This value of "Lambda" had the right sign and was actually comparable to the currently believed value of the cosmological constant, as I will clarify below. It's either rather accurate or more accurate, depending on what you substitute for "rho_{matter}". Our Universe is not Einstein's static Universe, so we can't measure the right "rho_{matter}" to substitute to these wrong equations ;-) or more precisely right equations with wrong assumptions about the parameters (driven by desired solutions).

You may also move the cosmological constant term to the right-hand side of Einstein's equations which would become
-8.pi.G.(Tmu nu + Lambda/8.pi.G gmu nu) =
= -8.pi.G.(Tmu nu + 2.rhomatter.gmu nu)
Note that in this way of looking at Einstein's equations with the cosmological constant, the cosmological constant is nothing else than a correction to the stress-energy tensor. This correction is proportional to the metric tensor. A positive cosmological constant is nothing else than an addition of a positive energy density and a negative pressure, "p = -rho".

For Einstein's universe to be static, the required "rho" is actually equal to "2.rho_{matter}" where "rho_{matter}" is the average density of matter (assumed to be approximately dust) in the static Universe. Note that if Einstein had known dark matter and visible matter, and if we neglected that they're not quite dust, "rho_{matter}" would be 4+23=27% of the critical density, and this times two is equal to the 54% of the critical density. That would be needed for our Universe to be static.

Because the actual value of the energy density stored in the cosmological constant is about 73% of the critical density which is more than the figure 54% mentioned above, our Universe is actually accelerating its expansion. But you see that the difference between 54% and 73% is not too high. In fact, it's not a long time ago when the acceleration was zero - when the Universe was gradually switching from decelerating expansion to accelerating expansion.

But in that moment, the Universe wasn't static because it still had a positive value of the "velocity" of the expansion. Just the acceleration - another derivative of the velocity - was zero. If you wonder when was the moment when the acceleration was zero, it was approximately six days before God created the Sun and the Earth, about 4.7 billion years ago. ;-)

I ask the Christian readers not to get carried away. It's a complete coincidence - believe me more than the Bible even though it may be hard :-) - and I admit that the six-day accuracy was a little bit exaggerated. The error margin of the figure 4.7 billion years is below 10 percent, however.

Blunder

Of course, when the expansion of the Universe was found by Hubble in the late 1920s, Einstein was upset that he had failed to predict it. If he had predicted it, he could have become more famous than Isaac Newton if not Juan Maldacena. ;-)

That's why Einstein swiftly identified the addition of the cosmological constant term as the greatest blunder of his life. Of course, this was far from a great blunder. In fact, we currently know that the term is there. The greatest blunder of Einstein's life was that he didn't give a damn about quantum mechanics in particular and empirically based science in general in the last 30 years of his life.
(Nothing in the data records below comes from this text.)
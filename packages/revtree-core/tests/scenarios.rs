use revtree_core::{
    apply_event, AtomicCommand, AtomicEvent, ChangeType, DiffModel, EntityEvent, Event,
    EventRevisions, FieldEvent, Id, MemoryModel, MemoryRepository, Outcome, ReadableModel,
    ReadableRepository, RevisionCheck, Transaction, TransactionEvent, Value, WritableModel,
    WritableRepository,
};

fn id(s: &str) -> Id {
    Id::new(s).unwrap()
}

fn repo_with_model() -> MemoryRepository {
    let mut repo = MemoryRepository::new(id("repo"));
    repo.create_model(&id("m"));
    repo
}

/// Model `m` holding `O1.F1 = value`, written in one transaction.
fn repo_with_field(value: &str) -> MemoryRepository {
    let mut repo = repo_with_model();
    let model = repo.address().with_model(id("m"));
    let object = model.with_object(id("O1"));
    let field = object.with_field(id("F1"));
    let tx = Transaction::new(
        model,
        vec![
            AtomicCommand::add_object(object, RevisionCheck::Safe),
            AtomicCommand::add_field(field.clone(), RevisionCheck::Safe),
            AtomicCommand::add_value(field, Value::from(value), RevisionCheck::New),
        ],
    )
    .unwrap();
    assert_eq!(repo.execute(&tx.into()), Outcome::Applied(1));
    repo
}

#[test]
fn new_object_with_value_yields_three_ordered_commands() {
    let repo = repo_with_model();
    let base = repo.memory_model(&id("m")).unwrap();
    let mut diff = DiffModel::new(base);

    assert!(diff.create_object(&id("O1")));
    assert!(diff.create_field(&id("O1"), &id("F1")));
    assert!(diff.set_value(&id("O1"), &id("F1"), Some(Value::from("hello"))));

    let model = base.address();
    let object = model.with_object(id("O1"));
    let field = object.with_field(id("F1"));
    assert_eq!(
        diff.to_command_list(false),
        vec![
            AtomicCommand::add_object(object, RevisionCheck::Safe),
            AtomicCommand::add_field(field.clone(), RevisionCheck::Safe),
            AtomicCommand::add_value(field, Value::from("hello"), RevisionCheck::New),
        ]
    );
}

#[test]
fn reverted_value_yields_no_commands() {
    let repo = repo_with_field("a");
    let base = repo.memory_model(&id("m")).unwrap();
    let mut diff = DiffModel::new(base);

    assert!(diff.set_value(&id("O1"), &id("F1"), Some(Value::from("b"))));
    assert!(diff.set_value(&id("O1"), &id("F1"), Some(Value::from("a"))));

    assert!(diff.to_command_list(false).is_empty());
    assert!(!diff.has_changes());
    assert_eq!(diff.to_transaction(false).unwrap(), None);
}

#[test]
fn removed_field_yields_one_safe_remove() {
    let repo = repo_with_field("x");
    let base = repo.memory_model(&id("m")).unwrap();
    let mut diff = DiffModel::new(base);

    assert!(diff.remove_field(&id("O1"), &id("F1")));

    let commands = diff.to_command_list(false);
    assert_eq!(commands.len(), 1);
    let field_revision = base.field_revision(&id("O1"), &id("F1")).unwrap();
    assert_eq!(base.object_revision(&id("O1")), Some(field_revision));
    assert_eq!(
        commands[0],
        AtomicCommand::remove_field(
            base.address().with_object(id("O1")).with_field(id("F1")),
            RevisionCheck::Exact(field_revision),
        )
    );
    assert_eq!(diff.removed_fields(&id("O1")), vec![id("F1")]);
}

#[test]
fn replayed_transaction_event_stamps_revisions_per_event() {
    let model_address = repo_with_model().address().with_model(id("m"));
    let object = model_address.with_object(id("O1"));
    let field = object.with_field(id("F1"));

    let events = vec![
        AtomicEvent::Model(EntityEvent {
            change: ChangeType::Add,
            target: object.clone(),
            actor: None,
            revisions: EventRevisions::object(5, 5),
            in_transaction: true,
            implied: false,
        }),
        AtomicEvent::Object(EntityEvent {
            change: ChangeType::Add,
            target: field.clone(),
            actor: None,
            revisions: EventRevisions::field(6, 6, 6),
            in_transaction: true,
            implied: false,
        }),
        AtomicEvent::Field(FieldEvent {
            change: ChangeType::Add,
            target: field,
            actor: None,
            old_value: None,
            new_value: Some(Value::from("v")),
            revisions: EventRevisions::field(7, 7, 7),
            in_transaction: true,
            implied: false,
        }),
    ];

    // Each member applied on its own leaves exactly its own revisions behind.
    let mut stepwise = MemoryModel::new(model_address.clone());
    for event in &events {
        apply_event(&mut stepwise, &Event::Atomic(event.clone())).unwrap();
        let revisions = event.revisions();
        assert_eq!(stepwise.revision(), revisions.model);
        assert_eq!(stepwise.object_revision(&id("O1")), Some(revisions.object));
        if event.target().field_id().is_some() {
            assert_eq!(stepwise.field_revision(&id("O1"), &id("F1")), Some(revisions.field));
        }
    }

    let mut snapshot = MemoryModel::new(model_address.clone());
    let tx = Event::Transaction(TransactionEvent {
        target: model_address,
        actor: None,
        events,
    });
    apply_event(&mut snapshot, &tx).unwrap();
    assert_eq!(snapshot, stepwise);
    assert_eq!(snapshot.value(&id("O1"), &id("F1")), Some(Value::from("v")));
}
Let's look at the reasoning that led Einstein to think that the addition of the term was the greatest blunder. Of course, Hubble had showed that the term wasn't needed because the Universe was expanding, exactly the possibility that Einstein wanted to avoid rather than to predict. But Einstein surely had an a posteriori theoretical reason to think that the term was bad, hadn't he?

Well, the term was "ugly", he thought. It was spoiling the beautiful simplicity of the original Einstein's equations, Einstein would say.

However, we must be extremely careful about such subjective emotional appraisals of the beauty. They may easily be wrong. The sense of beauty is only a good guide for you if it is perfectly correlated with Nature's own taste. Even Einstein has failed to achieve this perfection correlation at many points of his career.

Do we have a more scientific reason to trust Einstein's equations, instead of saying that they're "pretty"? The "counting of the number of terms on the paper" is surely an obsolete criterion for the beauty, especially because the maximally supersymmetric supergravity has many terms, despite being the prettiest theory in the class. So why would we rationally think that Einstein's equations are "prettier" than similar equations in which we would add e.g. squared curvature terms, among others?

Well, we have understood the reason at least since the 1970s - when the ideas of the renormalization group in particular and the organization of the laws of Nature according to the scale in general became a key pillar of the physics lore. The actual reason why the "squared curvature" and even more complicated terms are "bad" is that these terms only become important at short distances. Each factor of a curvature in each term of such equations is approximately adding a factor of "1/squared_curvature_radius". So to protect the right dimension of the terms, it must be multiplied by a coefficient that goes like "length^2".

What is the "length"? Well, it's some special length scale where the behavior of physics changes - and some new terms become important or negligible, depending on the direction where you go in the length scale. The general experience in particle physics indicates that all such scales "length" are microscopic: the size of the atom, proton, electron. And the Planck length is the shortest one.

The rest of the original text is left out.